Update: Everest clarified that a change in accounting methodology drove the reduction, not an actual reduction in annual premiums.

After the first-half of 2025, Mt. Logan Re had received some 48% more in premiums from its parent Everest.

That growth in premiums had come through the first-quarter of the year though, as the Mt. Logan Re team deployed more capital around the January reinsurance renewal season.

Everest had transferred $170 million of written property catastrophe premiums to Mt. Logan Re in Q1 2025, a 95% increase from the $87 million ceded to it in Q1 2024.

But the third-quarter saw a meaningful reduction in written premiums being ceded to Mt. Logan Re, as they halved from $235 million ceded in Q3 2024, to just $115 million ceded in Q3 of 2025.

Which means that on the nine-month basis, so far in 2025 Mt. Logan Re has received $365 million in written premiums from Everest, now slightly down on $404 million from this stage of last year.

It indicates a shift in timing focus, which is perhaps also indicative of Mt. Logan Re aiming to build more of its annual portfolio through the first-half and with a January renewal focus.

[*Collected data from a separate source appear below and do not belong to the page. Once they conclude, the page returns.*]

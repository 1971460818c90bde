//! # lotline - Terminal Auction Storefront
//!
//! Browse auction lots, place bids, and check out won lots from a terminal.
//!
//! ## Architecture
//!
//! ```text
//! ┌──────────┐  items:changed  ┌──────────────┐   render   ┌──────────┐
//! │  Models  │────────────────►│  Event bus   │───────────►│  Views   │
//! │          │                 │              │            │          │
//! │ - Lots   │                 │ - Topics     │            │ - Nodes  │
//! │ - Order  │                 │ - Patterns   │            │ - Layout │
//! └──────────┘                 └──────────────┘            └──────────┘
//!       ▲                             ▲ │                        │
//!       │ set_items                   │ │ dispatch               │ actions
//!       │                             │ ▼                        ▼
//!       │                      ┌──────────────┐            ┌──────────┐
//!       └──────────────────────│  Controller  │◄───────────│ Terminal │
//!                              │ - Auction API│    keys    │          │
//!                              └──────────────┘            └──────────┘
//! ```

pub mod cmd_args;
pub mod config;
pub mod storefront;

// Re-export main types for easy access
pub use storefront::*;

Under the hood though, there is clear evidence of the strategy continuing to build, as earned premiums ceded to Mt. Logan Re by Everest continue to build.

Earned premiums booked under Mt. Logan Re reached $113 million for Q3 2025, up on the prior year’s $79 million. While for the first nine months they reached $330 million, up on last year’s $260 million.

That suggests a continued build-up of the reinsurance premium base that earns out and accrues to the benefit of Mt. Logan Re’s third-party investor base.

Finally, losses ceded to Mt. Logan Re by Everest only rose slightly in the third-quarter, by $13 million, well down on the prior year’s $44 million.

That took year-to-date losses ceded to the collateralized reinsurance structure by its parent to $135 million, still running ahead of 9-month 2024’s $107 million, but remember that $121 million came from Q1 this year, largely due to the California wildfires.

As of September 30th 2025 the reinsurance recoverable due from Mt. Logan Re collateralized segregated accounts was $405 million, so slightly down from the $411 million it stood at as of the end of June, and much lower than the $482 million it stood at as of March 31st.

As we’ve said before, while the size of the reinsurance recoverable is indicative of the stature of Mt. Logan Re and the important role it plays for Everest, the fact it reduces over-time is also indicative of prior losses being unwound and settled, which is a positive signal for any collateralized reinsurance or insurance-linked securities vehicle.